L'autre déglutit péniblement et secoua la tête en écartant les bras dans l'attitude de l'homme qui n'en savait rien. Le demi-elfe en doutait, mais il préféra ne pas insister. Il reprenait l'héritage de sa famille, autrement dit ce qui comptait le plus pour lui. Ça lui suffisait, retrouver cette arme eut même le mérite de calmer un peu sa rage. Il endossa le carquois et fixa l'arc à sa ceinture. Avant de vider les lieux, il lança à Baudry :
— Je te conseille vivement de n'envoyer personne à mes trousses, car devant les dieux, je le jure, je reviendrai ici tôt ou tard pour te tuer à petit feu. En t'écorchant vif, par exemple.
L'autre qui, sans ses gardes pour le protéger, révélait sa couardise, déglutit péniblement. Il osa quand même lui lancer :
— Tu es Lothéo d'Odawur !
Ce dernier sortit sans répondre et sans être inquiété. Dans la cour une dizaine de cavaliers étaient rassemblés, dès qu'ils le virent, ils se ruèrent vers lui en vociférant...
****
Le griffon survolait Staone, en contrebas, la cité bruissait d'activité. Féloé d'un œil scrutateur tentait d'apercevoir la silhouette si particulière du demi-elfe. C'est quand la créature volante passa au-dessus du château, qu'elle distingua un homme surgissant de la bâtisse. Même de sa position, assez élevée, elle remarquait qu'il était maculé d'hémoglobine. Des hommes à cheval, venaient à sa rencontre, elle entendait leurs huées belliqueuses. Féloé sut que ce ne pouvait être que Lothéo.

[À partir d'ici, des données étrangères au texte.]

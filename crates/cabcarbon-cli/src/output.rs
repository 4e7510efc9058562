use std::io::{self, Write};

use crate::cli::OutputFormat;
use crate::commands::CommandOutcome;
use crate::error::CliError;

pub fn render(outcome: &CommandOutcome, format: OutputFormat, pretty: bool) -> Result<(), CliError> {
    let stdout = io::stdout();
    let mut out = stdout.lock();
    match format {
        OutputFormat::Json => {
            let payload = if pretty {
                serde_json::to_string_pretty(outcome)?
            } else {
                serde_json::to_string(outcome)?
            };
            writeln!(out, "{payload}")?;
        }
        OutputFormat::Text => render_text(&mut out, outcome)?,
    }

    Ok(())
}

fn render_text(out: &mut impl Write, outcome: &CommandOutcome) -> Result<(), CliError> {
    let many = outcome.stages.len() > 1;
    for stage in &outcome.stages {
        if many {
            writeln!(out, "== {} ==", stage.stage)?;
        }
        for line in &stage.lines {
            writeln!(out, "{line}")?;
        }
        if many {
            writeln!(out)?;
        }
    }
    Ok(())
}

#[cfg(test)]
mod tests {
    use super::*;
    use crate::commands::StageReport;

    #[test]
    fn text_output_prints_stage_banners_for_pipelines() {
        let mut load = StageReport::new("load");
        load.line("Yellow: loaded 1 of 12 months, 10 rows");
        let outcome = CommandOutcome {
            command: "run",
            run_id: "r".into(),
            stages: vec![load, StageReport::skipped("clean", "no fleet was loaded")],
        };

        let mut buffer = Vec::new();
        render_text(&mut buffer, &outcome).expect("render");
        let text = String::from_utf8(buffer).expect("utf8");
        assert_eq!(
            text,
            "== load ==\nYellow: loaded 1 of 12 months, 10 rows\n\n\
             == clean ==\nclean skipped: no fleet was loaded\n\n"
        );
    }

    #[test]
    fn json_output_omits_text_lines() {
        let mut stage = StageReport::new("transform");
        stage.line("Yellow: 3 trips with CO2 estimates");
        let outcome = CommandOutcome {
            command: "transform",
            run_id: "r".into(),
            stages: vec![stage],
        };
        let value = serde_json::to_value(&outcome).expect("json");
        assert_eq!(value["stages"][0]["status"], "completed");
        assert!(value["stages"][0].get("lines").is_none());
    }
}
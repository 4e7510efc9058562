//! Grouped emissions queries over the transformed table.

use cabcarbon_core::{AggregateRow, AggregateSeries, Fleet, GroupKey};
use serde::Serialize;
use tracing::debug;

use crate::estimator::TRANSFORMED_TABLE;
use crate::{quote_identifier, Warehouse, WarehouseError};

/// The single highest-emission trip of a fleet.
#[derive(Debug, Clone, PartialEq, Serialize)]
pub struct LargestTrip {
    pub fleet: Fleet,
    pub vendor_id: Option<i64>,
    pub pickup_datetime: Option<String>,
    pub dropoff_datetime: Option<String>,
    pub trip_distance: Option<f64>,
    pub total_amount: Option<f64>,
    pub co2_emissions_kg: f64,
}

impl Warehouse {
    /// Sum, count and mean of `co2_emissions_kg` per group for one fleet,
    /// ascending by reported key. Groups without trips are absent.
    pub fn aggregate(&self, fleet: Fleet, key: GroupKey) -> Result<AggregateSeries, WarehouseError> {
        let sql = format!(
            "SELECT {expr} AS group_key, \
             ROUND(SUM(co2_emissions_kg), 2) AS total_co2_kg, \
             COUNT(*) AS trips, \
             ROUND(AVG(co2_emissions_kg), 4) AS avg_co2_per_trip \
             FROM {table} \
             WHERE cab_type = ? AND {column} IS NOT NULL \
             GROUP BY group_key \
             ORDER BY group_key",
            expr = key.select_expression(),
            column = key.column(),
            table = quote_identifier(TRANSFORMED_TABLE),
        );

        let mut statement = self.connection().prepare(sql.as_str())?;
        let rows = statement
            .query_map([fleet.as_str()], |row| {
                let trips: i64 = row.get(2)?;
                Ok(AggregateRow {
                    key: row.get(0)?,
                    total_co2_kg: row.get::<_, Option<f64>>(1)?.unwrap_or(0.0),
                    trip_count: trips.max(0) as u64,
                    avg_co2_per_trip: row.get::<_, Option<f64>>(3)?.unwrap_or(0.0),
                })
            })?
            .collect::<Result<Vec<_>, _>>()?;

        debug!(fleet = %fleet, group_key = key.noun(), groups = rows.len(), "aggregated");
        Ok(AggregateSeries::new(key, rows))
    }

    /// Highest `co2_emissions_kg` trip of the fleet; earliest pickup wins ties.
    pub fn largest_trip(&self, fleet: Fleet) -> Result<Option<LargestTrip>, WarehouseError> {
        let sql = format!(
            "SELECT vendor_id, \
             strftime(pickup_datetime, '%Y-%m-%d %H:%M:%S'), \
             strftime(dropoff_datetime, '%Y-%m-%d %H:%M:%S'), \
             trip_distance, total_amount, co2_emissions_kg \
             FROM {} \
             WHERE cab_type = ? AND co2_emissions_kg IS NOT NULL \
             ORDER BY co2_emissions_kg DESC, pickup_datetime \
             LIMIT 1",
            quote_identifier(TRANSFORMED_TABLE)
        );

        let mut statement = self.connection().prepare(sql.as_str())?;
        let mut rows = statement.query_map([fleet.as_str()], |row| {
            Ok(LargestTrip {
                fleet,
                vendor_id: row.get(0)?,
                pickup_datetime: row.get(1)?,
                dropoff_datetime: row.get(2)?,
                trip_distance: row.get(3)?,
                total_amount: row.get(4)?,
                co2_emissions_kg: row.get(5)?,
            })
        })?;
        let largest = rows.next().transpose()?;
        Ok(largest)
    }

    /// Unrounded CO₂ per calendar month in metric tons, January first.
    /// Months without trips are zero.
    pub fn monthly_totals_tons(&self, fleet: Fleet) -> Result<[f64; 12], WarehouseError> {
        let sql = format!(
            "SELECT month_of_year, SUM(co2_emissions_kg) / 1000.0 \
             FROM {} \
             WHERE cab_type = ? AND month_of_year IS NOT NULL \
             GROUP BY month_of_year",
            quote_identifier(TRANSFORMED_TABLE)
        );

        let mut statement = self.connection().prepare(sql.as_str())?;
        let rows = statement
            .query_map([fleet.as_str()], |row| {
                Ok((row.get::<_, i64>(0)?, row.get::<_, Option<f64>>(1)?))
            })?
            .collect::<Result<Vec<_>, _>>()?;

        let mut totals = [0.0; 12];
        for (month, tons) in rows {
            if let Some(slot) = usize::try_from(month - 1)
                .ok()
                .and_then(|index| totals.get_mut(index))
            {
                *slot = tons.unwrap_or(0.0);
            }
        }
        Ok(totals)
    }
}
use thiserror::Error;

/// Validation failures for domain values and pipeline settings.
#[derive(Debug, Clone, PartialEq, Error)]
pub enum ValidationError {
    #[error("invalid fleet '{value}', expected one of yellow, green")]
    InvalidFleet { value: String },

    #[error("month {month} is outside 1..=12")]
    InvalidMonth { month: u8 },
    #[error("year {year} is outside {min}..={max}")]
    YearOutOfRange { year: i32, min: i32, max: i32 },
    #[error("start year {start} is after end year {end}")]
    InvertedYearRange { start: i32, end: i32 },

    #[error("threshold '{field}' must be finite and greater than zero")]
    NonPositiveThreshold { field: &'static str },
    #[error("pickup year window {min}..={max} is empty")]
    EmptyYearWindow { min: i32, max: i32 },

    #[error("timestamp '{value}' is not in 'YYYY-MM-DD HH:MM:SS' form")]
    InvalidTimestamp { value: String },

    #[error("invalid group key '{value}', expected one of hour, day, week, month")]
    InvalidGroupKey { value: String },
}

— Il est là, descends vers lui, Quéreo.
Il faillit protester, mais préféra obéir. Élégamment, sa monture descendit en planant sur la cour de la demeure seigneuriale.
****
Cette fois, le demi-elfe sut qu'il ne s'en sortirait pas aisément. Non seulement il sentait la lassitude le gagner, mais l'odeur des viscères qui le couvraient l'écœurait et lui rappelaient que, ce jour-là, il avait déjà beaucoup trop tué à son goût. "Dire que je ne voulais qu'échanger les crocs du logarinx contre un peu d'or en venant ici !" pensa-t-il avec amertume. Ainsi était sa nature, souvent l'elfe impitoyable prenait le pas sur l'homme qui aspirait au calme, à la contemplation et au repos ultime.
Il leva la masse d'arme qu'il avait toujours en mains et commença à la faire tournoyer, déterminé, malgré tout, à faire d'autres victimes pour garder sa liberté. Le griffon se posa entre lui et les cavaliers à ce moment-là ...
Alors que la monture atterrissait, Quéreo fouillait dans un petit sac attaché à la selle et en sortait une poignée de poussière étincelante qu'il jeta en l'air. Elle retomba en pluie sur eux, avant de se transformer en une brume opaque qui les masqua aux regards des assaillants.
Féloé fit signe au demi-elfe.
— Hâte-toi, le charme ne durera pas.
Il ne chercha pas à comprendre comment elle pouvait se trouver là, en compagnie d'un de ses compatriotes, sur un tel animal. Il s'installa derrière elle et le griffon prit son essor, laissant Staone derrière lui et une situation qui allait grandement compliquer la vie de Lothéo.